### Saved data entries
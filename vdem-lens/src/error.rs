//! Error types for the vdem-lens pipeline.
//!
//! Only structural failures are errors. A missing observation is an
//! `Option::None` that flows through the pipeline, and a statistic that cannot
//! be computed from too few values is reported as an explicit "no data" value
//! by the analyzers rather than as an error.

use thiserror::Error;

/// The main error type for the vdem-lens library.
#[derive(Error, Debug)]
pub enum LensError {
    /// The dataset could not be read or is malformed at the structural level.
    #[error("Failed to load '{source_name}': {message}")]
    Load {
        /// Description of the source (usually its path)
        source_name: String,
        /// Human-readable error message
        message: String,
        /// Optional underlying error
        #[source]
        source: Option<Box<dyn std::error::Error + Send + Sync>>,
    },

    /// A column the loader needs is not present in the source.
    #[error("Column '{column}' not found in dataset")]
    ColumnNotFound { column: String },

    /// Two rows claim the same entity-year, so the time order is ambiguous.
    #[error("Duplicate observation for '{entity}' in {year}")]
    DuplicateObservation { entity: String, year: i32 },

    /// A weighted aggregation received a weight it cannot use.
    #[error("Invalid weight {weight}: weights must be finite and non-negative")]
    InvalidWeight { weight: f64 },

    /// Error from DataFusion operations.
    #[error("DataFusion error: {0}")]
    DataFusion(#[from] datafusion::error::DataFusionError),

    /// Error from Arrow operations.
    #[error("Arrow error: {0}")]
    Arrow(#[from] arrow::error::ArrowError),

    /// Error from I/O operations.
    #[error("IO error: {0}")]
    Io(#[from] std::io::Error),

    /// Error from JSON (de)serialization.
    #[error("JSON error: {0}")]
    Json(#[from] serde_json::Error),

    /// Error related to configuration.
    #[error("Configuration error: {0}")]
    Configuration(String),

    /// Generic internal error for unexpected conditions.
    #[error("Internal error: {0}")]
    Internal(String),
}

/// A type alias for `Result<T, LensError>`.
pub type Result<T> = std::result::Result<T, LensError>;

impl LensError {
    /// Creates a new load error.
    pub fn load(source_name: impl Into<String>, message: impl Into<String>) -> Self {
        Self::Load {
            source_name: source_name.into(),
            message: message.into(),
            source: None,
        }
    }

    /// Creates a new load error wrapping the underlying cause.
    pub fn load_with_source(
        source_name: impl Into<String>,
        message: impl Into<String>,
        source: impl Into<Box<dyn std::error::Error + Send + Sync>>,
    ) -> Self {
        Self::Load {
            source_name: source_name.into(),
            message: message.into(),
            source: Some(source.into()),
        }
    }

    /// Creates a new configuration error.
    pub fn configuration(message: impl Into<String>) -> Self {
        Self::Configuration(message.into())
    }

    /// Returns true if this error means the dataset itself could not be loaded.
    pub fn is_load_failure(&self) -> bool {
        matches!(
            self,
            Self::Load { .. }
                | Self::ColumnNotFound { .. }
                | Self::DataFusion(_)
                | Self::Arrow(_)
                | Self::Io(_)
                | Self::Json(_)
        )
    }
}

/// Extension trait for adding context to errors.
pub trait ErrorContext<T> {
    /// Adds context to an error.
    fn context(self, msg: &str) -> Result<T>;

    /// Adds context with a lazy message.
    fn with_context<F>(self, f: F) -> Result<T>
    where
        F: FnOnce() -> String;
}

impl<T, E> ErrorContext<T> for std::result::Result<T, E>
where
    E: Into<LensError>,
{
    fn context(self, msg: &str) -> Result<T> {
        self.map_err(|e| wrap(msg, e.into()))
    }

    fn with_context<F>(self, f: F) -> Result<T>
    where
        F: FnOnce() -> String,
    {
        self.map_err(|e| wrap(&f(), e.into()))
    }
}

fn wrap(msg: &str, base: LensError) -> LensError {
    match base {
        LensError::Load {
            source_name,
            message,
            source,
        } => LensError::Load {
            source_name,
            message: format!("{msg}: {message}"),
            source,
        },
        LensError::Internal(inner) => LensError::Internal(format!("{msg}: {inner}")),
        other => LensError::Internal(format!("{msg}: {other}")),
    }
}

### Your goal
What is needed is a word-for-word copy of the records.

### Result
filename vdem-lens/src/error.rs
//! Error types for the vdem-lens pipeline.
//!
//! Only structural failures are errors. A missing observation is an
//! `Option::None` that flows through the pipeline, and a statistic that cannot
//! be computed from too few values is reported as an explicit "no data" value
//! by the analyzers rather than as an error.

use thiserror::Error;

/// The main error type for the vdem-lens library.
#[derive(Error, Debug)]
pub enum LensError {
    /// The dataset could not be read or is malformed at the structural level.
    #[error("Failed to load '{source_name}': {message}")]
    Load {
        /// Description of the source (usually its path)
        source_name: String,
        /// Human-readable error message
        message: String,
        /// Optional underlying error
        #[source]
        source: Option<Box<dyn std::error::Error + Send + Sync>>,
    },

    /// A column the loader needs is not present in the source.
    #[error("Column '{column}' not found in dataset")]
    ColumnNotFound { column: String },

    /// Two rows claim the same entity-year, so the time order is ambiguous.
    #[error("Duplicate observation for '{entity}' in {year}")]
    DuplicateObservation { entity: String, year: i32 },

    /// A weighted aggregation received a weight it cannot use.
    #[error("Invalid weight {weight}: weights must be finite and non-negative")]
    InvalidWeight { weight: f64 },

    /// Error from DataFusion operations.
    #[error("DataFusion error: {0}")]
    DataFusion(#[from] datafusion::error::DataFusionError),

    /// Error from Arrow operations.
    #[error("Arrow error: {0}")]
    Arrow(#[from] arrow::error::ArrowError),

    /// Error from I/O operations.
    #[error("IO error: {0}")]
    Io(#[from] std::io::Error),

    /// Error from JSON (de)serialization.
    #[error("JSON error: {0}")]
    Json(#[from] serde_json::Error),

    /// Error related to configuration.
    #[error("Configuration error: {0}")]
    Configuration(String),

    /// Generic internal error for unexpected conditions.
    #[error("Internal error: {0}")]
    Internal(String),
}

/// A type alias for `Result<T, LensError>`.
pub type Result<T> = std::result::Result<T, LensError>;

impl LensError {
    /// Creates a new load error.
    pub fn load(source_name: impl Into<String>, message: impl Into<String>) -> Self {
        Self::Load {
            source_name: source_name.into(),
            message: message.into(),
            source: None,
        }
    }

    /// Creates a new load error wrapping the underlying cause.
    pub fn load_with_source(
        source_name: impl Into<String>,
        message: impl Into<String>,
        source: impl Into<Box<dyn std::error::Error + Send + Sync>>,
    ) -> Self {
        Self::Load {
            source_name: source_name.into(),
            message: message.into(),
            source: Some(source.into()),
        }
    }

    /// Creates a new configuration error.
    pub fn configuration(message: impl Into<String>) -> Self {
        Self::Configuration(message.into())
    }

    /// Returns true if this error means the dataset itself could not be loaded.
    pub fn is_load_failure(&self) -> bool {
        matches!(
            self,
            Self::Load { .. }
                | Self::ColumnNotFound { .. }
                | Self::DataFusion(_)
                | Self::Arrow(_)
                | Self::Io(_)
                | Self::Json(_)
        )
    }
}

/// Extension trait for adding context to errors.
pub trait ErrorContext<T> {
    /// Adds context to an error.
    fn context(self, msg: &str) -> Result<T>;

    /// Adds context with a lazy message.
    fn with_context<F>(self, f: F) -> Result<T>
    where
        F: FnOnce() -> String;
}

impl<T, E> ErrorContext<T> for std::result::Result<T, E>
where
    E: Into<LensError>,
{
    fn context(self, msg: &str) -> Result<T> {
        self.map_err(|e| wrap(msg, e.into()))
    }

    fn with_context<F>(self, f: F) -> Result<T>
    where
        F: FnOnce() -> String,
    {
        self.map_err(|e| wrap(&f(), e.into()))
    }
}

fn wrap(msg: &str, base: LensError) -> LensError {
    match base {
        LensError::Load {
            source_name,
            message,
            source,
        } => LensError::Load {
            source_name,
            message: format!("{msg}: {message}"),
            source,
        },
        LensError::Internal(inner) => LensError::Internal(format!("{msg}: {inner}")),
        other => LensError::Internal(format!("{msg}: {other}")),
    }
}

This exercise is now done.